Distributed solar has grown by 5 times since 2010, with current capacity expected to double by 2016. Residential installations are a key component of this growth.
Financing for distributed solar has traditionally been dependent on the balance sheets of the companies that perform the installations or on various structures centered on tax equity investors. In order to keep up with demand and in order to expand, solar financers will need to continue to access capital.
NREL announced this week that SAPC has standardized residential lease and commercial PPA agreements, meaning that it will be easier to get financing for solar and easier for those providing the financing to sell and/or securitize that debt. Essentially, these standards do the same for the solar financing sector that FHLA standards around loan applications do for home financing.
SolarCity also announced recently that they are offering a private placement of $54 million marking the first use of securitization for distributed solar PV assets. As the chart below shows, similar methods of securitization have brought more capital to home mortgage lenders at a very low cost of capital, dramatically increasing home ownership as it became a market norm.

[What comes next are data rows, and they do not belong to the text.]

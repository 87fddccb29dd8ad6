//! URL-level service: fetch, generate, store, and list quizzes.
//!
//! [`QuizService`] ties the generator to two collaborators: a
//! [`ContentFetcher`] that turns a URL into article text, and a
//! [`QuizStore`] that keeps finished quizzes. A URL that was already
//! processed is served from the store without touching the model.

use crate::{
    config::QuizConfig,
    error::Result,
    generator::QuizGenerator,
    output_parser::error::truncate,
    types::{AnalysisResult, GeneratedQuiz, Question},
    PipelineError,
};
use async_trait::async_trait;
use serde::{Deserialize, Serialize};
use std::collections::BTreeMap;
use std::sync::{Arc, Mutex};
use tracing::{debug, info};

/// Article content returned by a [`ContentFetcher`].
#[derive(Debug, Clone, PartialEq, Eq)]
pub struct FetchedArticle {
    /// The page as fetched (e.g. HTML).
    pub raw_source: String,
    /// Extracted plain article text.
    pub text: String,
}

/// Turns a URL into article text.
#[async_trait]
pub trait ContentFetcher: Send + Sync {
    async fn fetch(&self, url: &str) -> anyhow::Result<FetchedArticle>;
}

/// A quiz ready to be stored. The store assigns the id.
#[derive(Debug, Clone)]
pub struct QuizDraft {
    pub url: String,
    pub raw_source: String,
    pub analysis: AnalysisResult,
    pub questions: Vec<Question>,
    pub related_topics: Vec<String>,
}

impl QuizDraft {
    pub fn new(url: impl Into<String>, raw_source: impl Into<String>, quiz: GeneratedQuiz) -> Self {
        Self {
            url: url.into(),
            raw_source: raw_source.into(),
            analysis: quiz.analysis,
            questions: quiz.questions,
            related_topics: quiz.related_topics,
        }
    }
}

/// A stored quiz.
#[derive(Debug, Clone, PartialEq, Eq, Serialize, Deserialize)]
pub struct QuizRecord {
    pub id: u64,
    pub url: String,
    pub title: Option<String>,
    pub raw_source: String,
    pub analysis: AnalysisResult,
    pub questions: Vec<Question>,
    pub related_topics: Vec<String>,
}

/// One line of quiz history.
#[derive(Debug, Clone, PartialEq, Eq, Serialize, Deserialize)]
pub struct QuizSummary {
    pub id: u64,
    pub url: String,
    pub title: Option<String>,
    pub summary: Option<String>,
}

/// Persistence for finished quizzes.
pub trait QuizStore: Send + Sync {
    fn find_by_url(&self, url: &str) -> Result<Option<QuizRecord>>;
    fn get(&self, id: u64) -> Result<Option<QuizRecord>>;
    fn insert(&self, draft: QuizDraft) -> Result<QuizRecord>;
    /// Every record, oldest first.
    fn list(&self) -> Result<Vec<QuizRecord>>;
}

#[derive(Debug, Default)]
struct StoreState {
    next_id: u64,
    records: BTreeMap<u64, QuizRecord>,
}

/// A [`QuizStore`] kept in memory. Ids start at 1 and only increase.
#[derive(Debug, Default)]
pub struct InMemoryStore {
    state: Mutex<StoreState>,
}

impl InMemoryStore {
    pub fn new() -> Self {
        Self::default()
    }

    fn lock(&self) -> Result<std::sync::MutexGuard<'_, StoreState>> {
        self.state
            .lock()
            .map_err(|_| PipelineError::Other("quiz store lock poisoned".into()))
    }
}

impl QuizStore for InMemoryStore {
    fn find_by_url(&self, url: &str) -> Result<Option<QuizRecord>> {
        Ok(self.lock()?.records.values().find(|r| r.url == url).cloned())
    }

    fn get(&self, id: u64) -> Result<Option<QuizRecord>> {
        Ok(self.lock()?.records.get(&id).cloned())
    }

    fn insert(&self, draft: QuizDraft) -> Result<QuizRecord> {
        let mut state = self.lock()?;
        state.next_id += 1;
        let record = QuizRecord {
            id: state.next_id,
            url: draft.url,
            title: draft.analysis.title.clone(),
            raw_source: draft.raw_source,
            analysis: draft.analysis,
            questions: draft.questions,
            related_topics: draft.related_topics,
        };
        state.records.insert(record.id, record.clone());
        Ok(record)
    }

    fn list(&self) -> Result<Vec<QuizRecord>> {
        Ok(self.lock()?.records.values().cloned().collect())
    }
}

/// Fetch, generate, and store quizzes by URL.
pub struct QuizService {
    generator: QuizGenerator,
    fetcher: Arc<dyn ContentFetcher>,
    store: Arc<dyn QuizStore>,
}

impl QuizService {
    pub fn new(
        generator: QuizGenerator,
        fetcher: Arc<dyn ContentFetcher>,
        store: Arc<dyn QuizStore>,
    ) -> Self {
        Self {
            generator,
            fetcher,
            store,
        }
    }

    fn config(&self) -> &QuizConfig {
        self.generator.config()
    }

    /// Return the stored quiz for `url`, generating it first if needed.
    pub async fn generate_for_url(&self, url: &str) -> Result<QuizRecord> {
        if let Some(record) = self.store.find_by_url(url)? {
            info!(url, id = record.id, "quiz served from store");
            return Ok(record);
        }

        self.config().validate()?;
        let fetched = self
            .fetcher
            .fetch(url)
            .await
            .map_err(|e| PipelineError::FetchFailed(format!("{}: {:#}", url, e)))?;

        let article = self.generator.article(&fetched.text).map_err(|e| match e {
            PipelineError::InputTooShort { len, min } => PipelineError::FetchFailed(format!(
                "{}: extracted text too short ({} chars, need {})",
                url, len, min
            )),
            other => other,
        })?;
        debug!(url, chars = article.len(), "article fetched");

        let quiz = self.generator.generate_article(&article).await?;
        let record = self
            .store
            .insert(QuizDraft::new(url, fetched.raw_source, quiz))?;
        info!(url, id = record.id, questions = record.questions.len(), "quiz stored");
        Ok(record)
    }

    /// Stored quizzes, newest first, with summaries shortened for listing.
    pub fn history(&self) -> Result<Vec<QuizSummary>> {
        let preview = self.config().summary_preview_chars;
        let mut records = self.store.list()?;
        records.sort_by(|a, b| b.id.cmp(&a.id));
        Ok(records
            .into_iter()
            .map(|r| QuizSummary {
                id: r.id,
                url: r.url,
                title: r.title,
                summary: r.analysis.summary.map(|s| truncate(&s, preview)),
            })
            .collect())
    }

    pub fn get(&self, id: u64) -> Result<QuizRecord> {
        self.store.get(id)?.ok_or(PipelineError::NotFound(id))
    }
}
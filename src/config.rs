//! Model and generation configuration.

use crate::{error::Result, PipelineError};
use serde_json::Value;

/// Configuration for LLM requests.
#[derive(Debug, Clone)]
pub struct LlmConfig {
    /// Temperature (0.0 = deterministic, 1.0 = creative).
    pub temperature: f64,

    /// Maximum tokens to generate.
    pub max_tokens: u32,

    /// Request JSON format output from the model.
    pub json_mode: bool,

    /// Custom options merged into the provider options object.
    pub options: Option<Value>,
}

impl Default for LlmConfig {
    fn default() -> Self {
        Self {
            temperature: 0.2,
            max_tokens: 2048,
            json_mode: false,
            options: None,
        }
    }
}

impl LlmConfig {
    pub fn with_temperature(mut self, temp: f64) -> Self {
        self.temperature = temp;
        self
    }

    pub fn with_max_tokens(mut self, tokens: u32) -> Self {
        self.max_tokens = tokens;
        self
    }

    pub fn with_json_mode(mut self, enabled: bool) -> Self {
        self.json_mode = enabled;
        self
    }

    pub fn with_options(mut self, options: Value) -> Self {
        self.options = Some(options);
        self
    }
}

/// Limits and quotas for article analysis and quiz generation.
///
/// # Example
///
/// ```
/// use wiki_quiz::QuizConfig;
///
/// let config = QuizConfig::default().with_target_questions(5);
/// assert_eq!(config.target_questions, 5);
/// assert!(config.validate().is_ok());
/// ```
#[derive(Debug, Clone)]
pub struct QuizConfig {
    /// Article text beyond this many characters is not sent to the model. Default: 8000.
    pub max_input_chars: usize,

    /// Windowed, trimmed text shorter than this fails with `InputTooShort`. Default: 100.
    pub min_input_chars: usize,

    /// How many questions a finished quiz should hold. Default: 10.
    pub target_questions: usize,

    /// Supplemental request rounds when the model under-delivers. Default: 3.
    pub supplemental_rounds: u32,

    /// Fallback candidates must be strictly longer than this. Default: 3.
    pub min_candidate_chars: usize,

    /// Answer prefix length embedded in fallback explanations. Default: 120.
    pub explanation_prefix_chars: usize,

    /// Summary length in history listings. Default: 300.
    pub summary_preview_chars: usize,
}

impl Default for QuizConfig {
    fn default() -> Self {
        Self {
            max_input_chars: 8000,
            min_input_chars: 100,
            target_questions: 10,
            supplemental_rounds: 3,
            min_candidate_chars: 3,
            explanation_prefix_chars: 120,
            summary_preview_chars: 300,
        }
    }
}

impl QuizConfig {
    pub fn with_max_input_chars(mut self, chars: usize) -> Self {
        self.max_input_chars = chars;
        self
    }

    pub fn with_min_input_chars(mut self, chars: usize) -> Self {
        self.min_input_chars = chars;
        self
    }

    pub fn with_target_questions(mut self, target: usize) -> Self {
        self.target_questions = target;
        self
    }

    pub fn with_supplemental_rounds(mut self, rounds: u32) -> Self {
        self.supplemental_rounds = rounds;
        self
    }

    /// Reject configurations that can never produce a quiz.
    pub fn validate(&self) -> Result<()> {
        if self.target_questions == 0 {
            return Err(PipelineError::InvalidConfig(
                "target_questions must be at least 1".into(),
            ));
        }
        if self.min_input_chars > self.max_input_chars {
            return Err(PipelineError::InvalidConfig(format!(
                "min_input_chars ({}) exceeds max_input_chars ({})",
                self.min_input_chars, self.max_input_chars
            )));
        }
        Ok(())
    }
}
//! Model-assisted repair of unparseable output.
//!
//! When [`recover`](crate::output_parser::recover) gives up, the broken text
//! is sent back to the model once, with a reminder of the expected schema.
//! If that call fails, or its answer still does not parse, the result is
//! [`PipelineError::RepairFailed`].

use crate::{
    error::Result,
    events::{emit, Event},
    exec_ctx::ExecCtx,
    llm_call::{Completion, LlmCall},
    output_parser::{recover_with_stage, RecoveryStage},
    prompt::{REPAIR_ANALYSIS_TEMPLATE, REPAIR_QUIZ_TEMPLATE, SYSTEM_PROMPT},
    PipelineError,
};
use serde_json::Value;
use tracing::{info, warn};

/// Which shape the repaired output must have.
#[derive(Debug, Clone, Copy, PartialEq, Eq)]
pub enum RepairSchema {
    /// A JSON array of question objects.
    QuestionList,
    /// A JSON object with title, summary, key_entities, sections.
    Analysis,
}

impl RepairSchema {
    pub fn as_str(self) -> &'static str {
        match self {
            RepairSchema::QuestionList => "question_list",
            RepairSchema::Analysis => "analysis",
        }
    }

    fn template(self) -> &'static str {
        match self {
            RepairSchema::QuestionList => REPAIR_QUIZ_TEMPLATE,
            RepairSchema::Analysis => REPAIR_ANALYSIS_TEMPLATE,
        }
    }

    fn call_name(self) -> &'static str {
        match self {
            RepairSchema::QuestionList => "repair_quiz",
            RepairSchema::Analysis => "repair_analysis",
        }
    }
}

/// A recovered value and how it was obtained.
#[derive(Debug, Clone, PartialEq)]
pub struct Recovered {
    pub value: Value,
    /// Stage that produced `value` (from the repaired text if `repaired`).
    pub stage: RecoveryStage,
    /// Whether the model had to repair its output.
    pub repaired: bool,
    /// Rate-limit retries spent on the repair call.
    pub transport_retries: u32,
    /// Backoff time spent on the repair call (milliseconds).
    pub backoff_ms: u64,
}

/// Ask the model to fix `broken` so it matches `schema`.
pub async fn request_repair(ctx: &ExecCtx, broken: &str, schema: RepairSchema) -> Result<Completion> {
    LlmCall::new(schema.call_name(), schema.template())
        .with_system(SYSTEM_PROMPT)
        .invoke(ctx, &[("broken_json", broken)])
        .await
}

/// Recover JSON from `raw`, falling back to one model repair round-trip.
///
/// Cancellation during the repair call is returned as
/// [`PipelineError::Cancelled`], not folded into `RepairFailed`.
pub async fn recover_or_repair(ctx: &ExecCtx, raw: &str, schema: RepairSchema) -> Result<Recovered> {
    let original = match recover_with_stage(raw) {
        Ok((value, stage)) => {
            return Ok(Recovered {
                value,
                stage,
                repaired: false,
                transport_retries: 0,
                backoff_ms: 0,
            })
        }
        Err(e) => e,
    };

    warn!(schema = schema.as_str(), error = %original, "local recovery failed, requesting model repair");
    emit(
        &ctx.event_handler,
        Event::RepairStart {
            schema: schema.as_str(),
            reason: original.to_string(),
        },
    );

    let outcome = match request_repair(ctx, raw, schema).await {
        Ok(completion) => recover_with_stage(&completion.text)
            .map(|(value, stage)| (value, stage, completion))
            .map_err(PipelineError::from),
        Err(e) => Err(e),
    };

    emit(
        &ctx.event_handler,
        Event::RepairEnd {
            schema: schema.as_str(),
            success: outcome.is_ok(),
        },
    );

    match outcome {
        Ok((value, stage, completion)) => {
            info!(schema = schema.as_str(), stage = stage.as_str(), "model repair succeeded");
            Ok(Recovered {
                value,
                stage,
                repaired: true,
                transport_retries: completion.transport_retries,
                backoff_ms: completion.backoff_ms,
            })
        }
        Err(PipelineError::Cancelled) => Err(PipelineError::Cancelled),
        Err(repair) => Err(PipelineError::RepairFailed {
            original: original.to_string(),
            repair: repair.to_string(),
        }),
    }
}

#[cfg(test)]
mod tests {
    use super::*;
    use crate::backend::{MockBackend, MockReply};
    use crate::events::RecordingHandler;
    use serde_json::json;
    use std::sync::Arc;

    fn ctx(mock: &Arc<MockBackend>) -> ExecCtx {
        ExecCtx::builder("http://unused").backend(mock.clone()).build()
    }

    #[tokio::test]
    async fn valid_input_makes_no_model_call() {
        let mock = Arc::new(MockBackend::fixed("unused"));
        let recovered = recover_or_repair(&ctx(&mock), "```json\n[1, 2]\n```", RepairSchema::QuestionList)
            .await
            .unwrap();
        assert_eq!(recovered.value, json!([1, 2]));
        assert!(!recovered.repaired);
        assert_eq!(mock.calls(), 0);
    }

    #[tokio::test]
    async fn broken_input_is_repaired_by_model() {
        let mock = Arc::new(MockBackend::fixed(r#"[{"question": "Fixed?"}]"#));
        let recorder = Arc::new(RecordingHandler::default());
        let ctx = ExecCtx::builder("http://unused")
            .backend(mock.clone())
            .event_handler(recorder.clone())
            .build();

        let recovered = recover_or_repair(&ctx, "here you go: [{\"question\": \"Broken", RepairSchema::QuestionList)
            .await
            .unwrap();
        assert!(recovered.repaired);
        assert_eq!(recovered.value, json!([{"question": "Fixed?"}]));

        let prompts = mock.prompts();
        assert_eq!(prompts.len(), 1);
        assert!(prompts[0].contains("JSON array of quiz question objects"));
        assert!(prompts[0].contains("[{\"question\": \"Broken"));

        let events = recorder.events();
        assert!(matches!(events.first(), Some(Event::RepairStart { schema: "question_list", .. })));
        assert!(matches!(
            events.last(),
            Some(Event::RepairEnd {
                schema: "question_list",
                success: true
            })
        ));
    }

    #[tokio::test]
    async fn analysis_uses_its_own_instructions() {
        let mock = Arc::new(MockBackend::fixed(r#"{"title": "T"}"#));
        let recovered = recover_or_repair(&ctx(&mock), "no json here", RepairSchema::Analysis)
            .await
            .unwrap();
        assert_eq!(recovered.value["title"], "T");
        assert!(mock.prompts()[0].contains("key_entities (object with arrays"));
    }

    #[tokio::test]
    async fn unparseable_repair_is_repair_failed() {
        let mock = Arc::new(MockBackend::fixed("still not json"));
        let err = recover_or_repair(&ctx(&mock), "garbage", RepairSchema::Analysis)
            .await
            .unwrap_err();
        match err {
            PipelineError::RepairFailed { original, repair } => {
                assert!(original.contains("garbage"));
                assert!(repair.contains("still not json"));
            }
            other => panic!("expected RepairFailed, got {:?}", other),
        }
        assert_eq!(mock.calls(), 1);
    }

    #[tokio::test]
    async fn failed_repair_call_is_repair_failed() {
        let mock = Arc::new(MockBackend::scripted(vec![MockReply::Fail("connection reset".into())]));
        let err = recover_or_repair(&ctx(&mock), "garbage", RepairSchema::QuestionList)
            .await
            .unwrap_err();
        assert!(matches!(err, PipelineError::RepairFailed { ref repair, .. } if repair == "connection reset"));
    }
}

Writing just a few weeks ago, Elias Hinckley of the Energy Collective identified 7 barriers to securitization of solar assets. Do the new standards announced by SAPC remove at least one of these barriers? Is this the beginning of a new wave of solar asset backed securities or are there still impediments to this such as geographical diversity of assets, technology not having long-enough track records, market risk related to energy prices, and off take risk?